* DATA SUPPLIED
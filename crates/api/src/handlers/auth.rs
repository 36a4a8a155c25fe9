//! Handlers for the `/auth` resource (login, refresh, logout, identity).

use axum::extract::State;
use axum::http::StatusCode;
use axum::Json;
use chrono::Utc;
use serde::{Deserialize, Serialize};

use khayr_core::error::CoreError;
use khayr_core::roles::ROLE_ADMIN;
use khayr_core::types::DbId;
use khayr_db::models::session::CreateSession;
use khayr_db::repositories::{RoleRepo, SessionRepo, UserRepo};

use crate::auth::tokens::{hash_refresh_token, issue_access_token, mint_refresh_token};
use crate::auth::password::verify_password;
use crate::error::{AppError, AppResult};
use crate::middleware::auth::AuthUser;
use crate::state::AppState;

/// Maximum consecutive failed login attempts before locking the account.
const MAX_FAILED_ATTEMPTS: i32 = 5;

/// Duration in minutes to lock an account after exceeding failed attempts.
const LOCK_DURATION_MINS: i64 = 15;

// ---------------------------------------------------------------------------
// Request / response types
// ---------------------------------------------------------------------------

/// Request body for `POST /auth/login`.
#[derive(Debug, Deserialize)]
pub struct LoginRequest {
    pub email: String,
    pub password: String,
}

/// Request body for `POST /auth/refresh`.
#[derive(Debug, Deserialize)]
pub struct RefreshRequest {
    pub refresh_token: String,
}

/// Successful authentication response returned by login and refresh.
#[derive(Debug, Serialize)]
pub struct AuthResponse {
    pub access_token: String,
    pub refresh_token: String,
    /// Access token lifetime in seconds.
    pub expires_in: i64,
    pub user: UserInfo,
}

/// Public user info embedded in [`AuthResponse`] and returned by `/auth/me`.
#[derive(Debug, Serialize)]
pub struct UserInfo {
    pub id: DbId,
    pub email: String,
    pub display_name: Option<String>,
    pub role: String,
    /// The admin area's gate flag.
    pub is_admin: bool,
}

impl UserInfo {
    fn new(id: DbId, email: &str, display_name: Option<&str>, role: &str) -> Self {
        Self {
            id,
            email: email.to_string(),
            display_name: display_name.map(str::to_string),
            role: role.to_string(),
            is_admin: role == ROLE_ADMIN,
        }
    }
}

// ---------------------------------------------------------------------------
// Handlers
// ---------------------------------------------------------------------------

/// POST /api/v1/auth/login
///
/// Authenticate with email + password. Returns access and refresh tokens.
pub async fn login(
    State(state): State<AppState>,
    Json(input): Json<LoginRequest>,
) -> AppResult<Json<AuthResponse>> {
    // 1. Find user by email.
    let user = UserRepo::find_by_email(&state.pool, &input.email)
        .await?
        .ok_or_else(|| {
            AppError::Core(CoreError::Unauthorized("Invalid email or password".into()))
        })?;

    // 2. Check if the account is active.
    if !user.is_active {
        return Err(AppError::Core(CoreError::Forbidden(
            "Account is deactivated".into(),
        )));
    }

    // 3. Check if the account is temporarily locked.
    if let Some(locked_until) = user.locked_until {
        if locked_until > Utc::now() {
            return Err(AppError::Core(CoreError::Forbidden(
                "Account is temporarily locked. Try again later.".into(),
            )));
        }
    }

    // 4. Verify password.
    let password_valid = verify_password(&input.password, &user.password_hash)
        .map_err(|e| AppError::InternalError(format!("Password verification error: {e}")))?;

    if !password_valid {
        // 5. On failure: increment counter, lock if threshold exceeded.
        UserRepo::increment_failed_login(&state.pool, user.id).await?;

        let new_count = user.failed_login_count + 1;
        if new_count >= MAX_FAILED_ATTEMPTS {
            let lock_until = Utc::now() + chrono::Duration::minutes(LOCK_DURATION_MINS);
            UserRepo::lock_account(&state.pool, user.id, lock_until).await?;
        }

        return Err(AppError::Core(CoreError::Unauthorized(
            "Invalid email or password".into(),
        )));
    }

    // 6. On success: reset failed count, set last_login_at.
    UserRepo::record_successful_login(&state.pool, user.id).await?;

    // 7. Resolve role name for JWT claims.
    let role_name = RoleRepo::resolve_name(&state.pool, user.role_id).await?;

    // 8. Generate tokens and create session.
    let response = create_auth_response(
        &state,
        user.id,
        &user.email,
        user.display_name.as_deref(),
        &role_name,
    )
    .await?;

    Ok(Json(response))
}

/// POST /api/v1/auth/refresh
///
/// Exchange a valid refresh token for new access + refresh tokens.
pub async fn refresh(
    State(state): State<AppState>,
    Json(input): Json<RefreshRequest>,
) -> AppResult<Json<AuthResponse>> {
    // 1. Hash the provided refresh token.
    let token_hash = hash_refresh_token(&input.refresh_token);

    // 2. Find matching active session.
    let session = SessionRepo::find_by_refresh_token_hash(&state.pool, &token_hash)
        .await?
        .ok_or_else(|| {
            AppError::Core(CoreError::Unauthorized(
                "Invalid or expired refresh token".into(),
            ))
        })?;

    // 3. Revoke old session (token rotation).
    SessionRepo::revoke(&state.pool, session.id).await?;

    // 4. Find user and resolve role.
    let user = UserRepo::find_by_id(&state.pool, session.user_id)
        .await?
        .ok_or_else(|| AppError::Core(CoreError::Unauthorized("User no longer exists".into())))?;

    if !user.is_active {
        return Err(AppError::Core(CoreError::Forbidden(
            "Account is deactivated".into(),
        )));
    }

    let role_name = RoleRepo::resolve_name(&state.pool, user.role_id).await?;

    // 5. Generate new tokens and create new session.
    let response = create_auth_response(
        &state,
        user.id,
        &user.email,
        user.display_name.as_deref(),
        &role_name,
    )
    .await?;

    Ok(Json(response))
}

/// POST /api/v1/auth/logout
///
/// Revoke all sessions for the authenticated user. Returns 204 No Content.
pub async fn logout(State(state): State<AppState>, auth_user: AuthUser) -> AppResult<StatusCode> {
    SessionRepo::revoke_all_for_user(&state.pool, auth_user.user_id).await?;
    Ok(StatusCode::NO_CONTENT)
}

/// GET /api/v1/auth/me
///
/// Resolve the caller's identity from their access token. The admin SPA
/// calls this on startup to decide between the login view and the admin
/// area.
pub async fn me(State(state): State<AppState>, auth_user: AuthUser) -> AppResult<Json<UserInfo>> {
    let user = UserRepo::find_by_id(&state.pool, auth_user.user_id)
        .await?
        .ok_or_else(|| AppError::Core(CoreError::Unauthorized("User no longer exists".into())))?;

    let role_name = RoleRepo::resolve_name(&state.pool, user.role_id).await?;

    Ok(Json(UserInfo::new(
        user.id,
        &user.email,
        user.display_name.as_deref(),
        &role_name,
    )))
}

// ---------------------------------------------------------------------------
// Helpers
// ---------------------------------------------------------------------------

/// Generate access + refresh tokens, persist a session row, and build the
/// response.
async fn create_auth_response(
    state: &AppState,
    user_id: DbId,
    email: &str,
    display_name: Option<&str>,
    role: &str,
) -> AppResult<AuthResponse> {
    let access_token = issue_access_token(&state.config.jwt, user_id, role)
        .map_err(|e| AppError::InternalError(format!("Token generation error: {e}")))?;

    let refresh = mint_refresh_token();

    let expires_at = Utc::now() + chrono::Duration::days(state.config.jwt.refresh_ttl_days);

    let session_input = CreateSession {
        user_id,
        refresh_token_hash: refresh.hash,
        expires_at,
        user_agent: None,
        ip_address: None,
    };
    SessionRepo::create(&state.pool, &session_input).await?;

    Ok(AuthResponse {
        access_token,
        refresh_token: refresh.plaintext,
        expires_in: state.config.jwt.access_ttl_mins * 60,
        user: UserInfo::new(user_id, email, display_name, role),
    })
}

* PROBLEM
Print out every record again, exactly and in full.

* ANSWER SPACE
filename crates/api/src/handlers/auth.rs
repository 36a4a8a155c25fe9
//! Handlers for the `/auth` resource (login, refresh, logout, identity).

use axum::extract::State;
use axum::http::StatusCode;
use axum::Json;
use chrono::Utc;
use serde::{Deserialize, Serialize};

use khayr_core::error::CoreError;
use khayr_core::roles::ROLE_ADMIN;
use khayr_core::types::DbId;
use khayr_db::models::session::CreateSession;
use khayr_db::repositories::{RoleRepo, SessionRepo, UserRepo};

use crate::auth::tokens::{hash_refresh_token, issue_access_token, mint_refresh_token};
use crate::auth::password::verify_password;
use crate::error::{AppError, AppResult};
use crate::middleware::auth::AuthUser;
use crate::state::AppState;

/// Maximum consecutive failed login attempts before locking the account.
const MAX_FAILED_ATTEMPTS: i32 = 5;

/// Duration in minutes to lock an account after exceeding failed attempts.
const LOCK_DURATION_MINS: i64 = 15;

// ---------------------------------------------------------------------------
// Request / response types
// ---------------------------------------------------------------------------

/// Request body for `POST /auth/login`.
#[derive(Debug, Deserialize)]
pub struct LoginRequest {
    pub email: String,
    pub password: String,
}

/// Request body for `POST /auth/refresh`.
#[derive(Debug, Deserialize)]
pub struct RefreshRequest {
    pub refresh_token: String,
}

/// Successful authentication response returned by login and refresh.
#[derive(Debug, Serialize)]
pub struct AuthResponse {
    pub access_token: String,
    pub refresh_token: String,
    /// Access token lifetime in seconds.
    pub expires_in: i64,
    pub user: UserInfo,
}

/// Public user info embedded in [`AuthResponse`] and returned by `/auth/me`.
#[derive(Debug, Serialize)]
pub struct UserInfo {
    pub id: DbId,
    pub email: String,
    pub display_name: Option<String>,
    pub role: String,
    /// The admin area's gate flag.
    pub is_admin: bool,
}

impl UserInfo {
    fn new(id: DbId, email: &str, display_name: Option<&str>, role: &str) -> Self {
        Self {
            id,
            email: email.to_string(),
            display_name: display_name.map(str::to_string),
            role: role.to_string(),
            is_admin: role == ROLE_ADMIN,
        }
    }
}

// ---------------------------------------------------------------------------
// Handlers
// ---------------------------------------------------------------------------

/// POST /api/v1/auth/login
///
/// Authenticate with email + password. Returns access and refresh tokens.
pub async fn login(
    State(state): State<AppState>,
    Json(input): Json<LoginRequest>,
) -> AppResult<Json<AuthResponse>> {
    // 1. Find user by email.
    let user = UserRepo::find_by_email(&state.pool, &input.email)
        .await?
        .ok_or_else(|| {
            AppError::Core(CoreError::Unauthorized("Invalid email or password".into()))
        })?;

    // 2. Check if the account is active.
    if !user.is_active {
        return Err(AppError::Core(CoreError::Forbidden(
            "Account is deactivated".into(),
        )));
    }

    // 3. Check if the account is temporarily locked.
    if let Some(locked_until) = user.locked_until {
        if locked_until > Utc::now() {
            return Err(AppError::Core(CoreError::Forbidden(
                "Account is temporarily locked. Try again later.".into(),
            )));
        }
    }

    // 4. Verify password.
    let password_valid = verify_password(&input.password, &user.password_hash)
        .map_err(|e| AppError::InternalError(format!("Password verification error: {e}")))?;

    if !password_valid {
        // 5. On failure: increment counter, lock if threshold exceeded.
        UserRepo::increment_failed_login(&state.pool, user.id).await?;

        let new_count = user.failed_login_count + 1;
        if new_count >= MAX_FAILED_ATTEMPTS {
            let lock_until = Utc::now() + chrono::Duration::minutes(LOCK_DURATION_MINS);
            UserRepo::lock_account(&state.pool, user.id, lock_until).await?;
        }

        return Err(AppError::Core(CoreError::Unauthorized(
            "Invalid email or password".into(),
        )));
    }

    // 6. On success: reset failed count, set last_login_at.
    UserRepo::record_successful_login(&state.pool, user.id).await?;

    // 7. Resolve role name for JWT claims.
    let role_name = RoleRepo::resolve_name(&state.pool, user.role_id).await?;

    // 8. Generate tokens and create session.
    let response = create_auth_response(
        &state,
        user.id,
        &user.email,
        user.display_name.as_deref(),
        &role_name,
    )
    .await?;

    Ok(Json(response))
}

/// POST /api/v1/auth/refresh
///
/// Exchange a valid refresh token for new access + refresh tokens.
pub async fn refresh(
    State(state): State<AppState>,
    Json(input): Json<RefreshRequest>,
) -> AppResult<Json<AuthResponse>> {
    // 1. Hash the provided refresh token.
    let token_hash = hash_refresh_token(&input.refresh_token);

    // 2. Find matching active session.
    let session = SessionRepo::find_by_refresh_token_hash(&state.pool, &token_hash)
        .await?
        .ok_or_else(|| {
            AppError::Core(CoreError::Unauthorized(
                "Invalid or expired refresh token".into(),
            ))
        })?;

    // 3. Revoke old session (token rotation).
    SessionRepo::revoke(&state.pool, session.id).await?;

    // 4. Find user and resolve role.
    let user = UserRepo::find_by_id(&state.pool, session.user_id)
        .await?
        .ok_or_else(|| AppError::Core(CoreError::Unauthorized("User no longer exists".into())))?;

    if !user.is_active {
        return Err(AppError::Core(CoreError::Forbidden(
            "Account is deactivated".into(),
        )));
    }

    let role_name = RoleRepo::resolve_name(&state.pool, user.role_id).await?;

    // 5. Generate new tokens and create new session.
    let response = create_auth_response(
        &state,
        user.id,
        &user.email,
        user.display_name.as_deref(),
        &role_name,
    )
    .await?;

    Ok(Json(response))
}

/// POST /api/v1/auth/logout
///
/// Revoke all sessions for the authenticated user. Returns 204 No Content.
pub async fn logout(State(state): State<AppState>, auth_user: AuthUser) -> AppResult<StatusCode> {
    SessionRepo::revoke_all_for_user(&state.pool, auth_user.user_id).await?;
    Ok(StatusCode::NO_CONTENT)
}

/// GET /api/v1/auth/me
///
/// Resolve the caller's identity from their access token. The admin SPA
/// calls this on startup to decide between the login view and the admin
/// area.
pub async fn me(State(state): State<AppState>, auth_user: AuthUser) -> AppResult<Json<UserInfo>> {
    let user = UserRepo::find_by_id(&state.pool, auth_user.user_id)
        .await?
        .ok_or_else(|| AppError::Core(CoreError::Unauthorized("User no longer exists".into())))?;

    let role_name = RoleRepo::resolve_name(&state.pool, user.role_id).await?;

    Ok(Json(UserInfo::new(
        user.id,
        &user.email,
        user.display_name.as_deref(),
        &role_name,
    )))
}

// ---------------------------------------------------------------------------
// Helpers
// ---------------------------------------------------------------------------

/// Generate access + refresh tokens, persist a session row, and build the
/// response.
async fn create_auth_response(
    state: &AppState,
    user_id: DbId,
    email: &str,
    display_name: Option<&str>,
    role: &str,
) -> AppResult<AuthResponse> {
    let access_token = issue_access_token(&state.config.jwt, user_id, role)
        .map_err(|e| AppError::InternalError(format!("Token generation error: {e}")))?;

    let refresh = mint_refresh_token();

    let expires_at = Utc::now() + chrono::Duration::days(state.config.jwt.refresh_ttl_days);

    let session_input = CreateSession {
        user_id,
        refresh_token_hash: refresh.hash,
        expires_at,
        user_agent: None,
        ip_address: None,
    };
    SessionRepo::create(&state.pool, &session_input).await?;

    Ok(AuthResponse {
        access_token,
        refresh_token: refresh.plaintext,
        expires_in: state.config.jwt.access_ttl_mins * 60,
        user: UserInfo::new(user_id, email, display_name, role),
    })
}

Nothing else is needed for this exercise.